Он помахал мне пальцем.
– Вы подготовите краткое изложение бесед и всю необходимую информацию. Из содержания меморандума вам будет ясно, что в нее следует включить, а
что можно и опустить. Первую страницу меморандума начнем на моем персональном бланке, в обычной форме. Понятно?
– Угу.
Он откинулся на спинку кресла и сделал вдох.

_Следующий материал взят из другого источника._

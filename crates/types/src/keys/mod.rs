// Path: crates/types/src/keys/mod.rs
//! Defines constants for well-known metadata keys.
//!
//! These constants provide a single source of truth for the keys used to
//! store gateway-critical values in the metadata KV store. Using these
//! constants prevents typos and keeps the startup loader and the ingestion
//! loop pointed at the same entries.

/// The latest committed accumulator root, hex-encoded (256 bytes).
pub const META_ROOT_HEX: &str = "accumulator::root";

/// The previously committed root, hex-encoded. Retained for exactly one
/// generation to support stale-witness detection during authentication.
pub const META_PREV_ROOT_HEX: &str = "accumulator::root::previous";

/// The committed mutation counter, decimal text.
pub const META_VERSION: &str = "accumulator::version";

/// The RSA modulus `N`, hex-encoded.
pub const META_MODULUS_HEX: &str = "params::modulus";

/// The accumulator generator `g`, hex-encoded.
pub const META_GENERATOR_HEX: &str = "params::generator";

/// The Carmichael trapdoor, hex-encoded.
///
/// Written only when the node runs with `REVID_DEV_PERSIST_TRAPDOOR=1`;
/// production deployments keep the trapdoor out of persistence entirely.
pub const META_TRAPDOOR_HEX: &str = "params::trapdoor";

/// The highest block the event-ingestion loop has fully processed.
pub const META_LAST_PROCESSED_BLOCK: &str = "chain::last_processed_block";
// Path: crates/crypto/src/sign/rsa_pkcs1/tests/mod.rs
use super::*;
use rand::rngs::OsRng;
use rsa::pkcs8::LineEnding;
use rsa::signature::{SignatureEncoding, Signer};
use rsa::RsaPrivateKey;

fn test_key() -> RsaPrivateKey {
    // 2048 bits matches fleet hardware but makes the suite crawl; 1024 is
    // plenty for exercising the padding and digest plumbing.
    RsaPrivateKey::new(&mut OsRng, 1024).unwrap()
}

#[test]
fn test_sign_and_verify() {
    let private_key = test_key();
    let signing_key = pkcs1v15::SigningKey::<Sha256>::new(private_key.clone());
    let message = b"challenge nonce";
    let signature = signing_key.sign(message);

    let public = RsaPkcs1PublicKey::from_raw(RsaPublicKey::from(&private_key));
    let parsed = RsaPkcs1Signature::from_bytes(&signature.to_bytes()).unwrap();
    assert!(public.verify(message, &parsed).is_ok());
    assert!(public.verify(b"other message", &parsed).is_err());
}

#[test]
fn test_pem_and_der_roundtrip() {
    let private_key = test_key();
    let public_raw = RsaPublicKey::from(&private_key);
    let pem = public_raw.to_public_key_pem(LineEnding::LF).unwrap();

    let from_pem = RsaPkcs1PublicKey::from_public_key_pem(&pem).unwrap();
    let der = from_pem.to_bytes();
    let from_der = RsaPkcs1PublicKey::from_bytes(&der).unwrap();
    assert_eq!(from_der.to_bytes(), der);
}

#[test]
fn test_garbage_key_rejected() {
    assert!(RsaPkcs1PublicKey::from_public_key_pem("not a pem").is_err());
    assert!(RsaPkcs1PublicKey::from_bytes(&[0u8; 16]).is_err());
}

– Меморандум. Поскольку трое из действующих лиц, включая покойного, носят фамилию Файф, я буду называть их по именам. На версию Пола с морфием,
думаю, можно внимания не обращать. Полагать, что кто то из присутствующих принес какой то яд, да еще в таблетках, так похожих на таблетки
морфия, что сиделка не заподозрила подмену, – это уж чересчур экстравагантно. Подобные таблетки могли быть у одного человека – Таттла,
фармацевта – он мог их или достать, или изготовить сам, но для этого нужно было знать заранее, что возникнет возможность незаметно их подложить,
а такое предположение тоже чересчур экстравагантно.
– Ерунда, – заявил доктор Буль. – Любое ядовитое вещество из «Фармакопеи» оставило бы след, и я бы его заметил.

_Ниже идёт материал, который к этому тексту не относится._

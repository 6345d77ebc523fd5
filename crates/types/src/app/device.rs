// Path: crates/types/src/app/device.rs

//! Defines the canonical `DeviceId` and the device registry record.
//!
//! This module is the source of truth for device identity: a `DeviceId` is
//! the SHA-256 hash of the device's canonical public-key serialization
//! (SubjectPublicKeyInfo DER), derived once at enrollment and stable for the
//! lifetime of the device.

use parity_scale_codec::{Decode, Encode};
use serde::{Deserialize, Serialize};

use crate::{DEVICE_ID_BYTES, NONCE_BYTES};

/// A unique, stable identifier for an enrolled device, derived from the hash
/// of its public key. Represented as a 32-byte array.
#[derive(
    Encode, Decode, Clone, Copy, PartialEq, Eq, PartialOrd, Ord, Debug, Default, Hash,
)]
pub struct DeviceId(pub [u8; DEVICE_ID_BYTES]);

impl AsRef<[u8]> for DeviceId {
    fn as_ref(&self) -> &[u8] {
        &self.0
    }
}

impl From<[u8; DEVICE_ID_BYTES]> for DeviceId {
    fn from(hash: [u8; DEVICE_ID_BYTES]) -> Self {
        Self(hash)
    }
}

impl core::fmt::Display for DeviceId {
    fn fmt(&self, f: &mut core::fmt::Formatter<'_>) -> core::fmt::Result {
        write!(f, "{}", hex::encode(self.0))
    }
}

impl DeviceId {
    /// Parses a device id from a hex string, with or without a `0x` prefix.
    pub fn from_hex(s: &str) -> Result<Self, crate::error::CodecError> {
        let bytes = crate::codec::decode_hex_loose(s)?;
        let arr: [u8; DEVICE_ID_BYTES] = bytes
            .try_into()
            .map_err(|b: Vec<u8>| crate::error::CodecError::BadLength {
                expected: DEVICE_ID_BYTES,
                got: b.len(),
            })?;
        Ok(Self(arr))
    }
}

/// The signature scheme a device key uses.
///
/// The gateway supports the two schemes common on constrained hardware:
/// EdDSA over curve25519 and RSA PKCS#1 v1.5 over SHA-256.
#[derive(
    Encode, Decode, Serialize, Deserialize, Clone, Copy, PartialEq, Eq, Debug, Hash,
)]
pub enum KeyType {
    /// Ed25519 (EdDSA over curve25519).
    #[serde(rename = "ed25519")]
    Ed25519,
    /// RSA with PKCS#1 v1.5 padding over SHA-256.
    #[serde(rename = "rsa")]
    RsaPkcs1Sha256,
}

/// The lifecycle status of an enrolled device.
///
/// The `Active -> Revoked` transition is terminal; a revoked device can never
/// become active again (its prime is no longer a factor of the accumulator).
#[derive(Encode, Decode, Serialize, Deserialize, Clone, Copy, PartialEq, Eq, Debug)]
pub enum DeviceStatus {
    /// Enrolled and accumulated; may authenticate.
    Active,
    /// Removed from the accumulator; authentication is permanently denied.
    Revoked,
}

/// An outstanding authentication challenge for a device.
///
/// At most one challenge exists per device; issuing a new one overwrites any
/// prior challenge. The nonce is single-use and invalidated before the rest
/// of the proof is checked.
#[derive(Encode, Decode, Clone, Copy, PartialEq, Eq, Debug)]
pub struct AuthChallenge {
    /// The random challenge bytes the device must sign.
    pub nonce: [u8; NONCE_BYTES],
    /// Unix timestamp (seconds) after which the challenge is void.
    pub expires_at: u64,
}

/// One enrolled identity, as held in the device registry.
#[derive(Encode, Decode, Clone, PartialEq, Eq, Debug)]
pub struct DeviceRecord {
    /// The device's stable identifier.
    pub device_id: DeviceId,
    /// Canonical public-key serialization (SubjectPublicKeyInfo DER).
    pub public_key: Vec<u8>,
    /// The signature scheme of `public_key`.
    pub key_type: KeyType,
    /// The device's accumulator prime, as a decimal string.
    ///
    /// Stored as text rather than raw limbs so the registry stays
    /// inspectable and independent of any particular bigint representation.
    pub prime: String,
    /// Current lifecycle status.
    pub status: DeviceStatus,
    /// The latest membership witness (256-byte big-endian), meaningful only
    /// while the device is `Active`. Cleared on revocation.
    pub witness: Vec<u8>,
    /// The outstanding challenge, if the device is mid-handshake.
    pub challenge: Option<AuthChallenge>,
}

impl DeviceRecord {
    /// Returns true if the device may authenticate.
    pub fn is_active(&self) -> bool {
        self.status == DeviceStatus::Active
    }
}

– Сомневаюсь, доктор. Это преувеличение, и я бы не советовал вам повторять свои слова в суде. Я просил не перебивать меня. Арчи?
Это означало, что нужно напомнить три последних слова, и я его уважил:
– Тоже чересчур экстравагантно.
– Да. Итак, после стандартного опроса, проведенного мистером Гудвином, я отказался от этой версии: жонглирование морфием – не более, чем химера,
рожденная воспаленным от злости и зависти воображением Пола. В результате я готов был уже отказаться и от самого дела, если бы не одна загвоздка
– грелки. Абзац.
– Я вынужден был заключить, и, учитывая все обстоятельства, вы наверняка пришли бы к тому же выводу, что грелки Пол нашел в кровати пустыми. Это
меня озадачило. Где то ночью после ухода сиделки кто то взял грелки с кровати, вылил и положил их на место. С какой целью? Просто так
отмахнуться от этой истории было нельзя. И я ею занялся. Мистера Гудвина с опросом по поводу морфия я отправил в Маунт Киско только для
протокола. В разъяснении нуждалась история с пустыми грелками. Я рассматривал ее со всех точек зрения, учитывая информацию, полученную от
каждого из участников событий, и решение пришло с двух сторон одновременно. Во первых, это возможный ответ на вопрос: какой цели пустые грелки в
кровати могли служить лучше, чем полные? Во вторых, – тот факт, что отец Файфов тоже умер от воспаления легких, когда зимой кто то открыл окно и
выстудил его спальню. Окно смерти. И вопрос, и этот факт навели меня на мысль. Абзац.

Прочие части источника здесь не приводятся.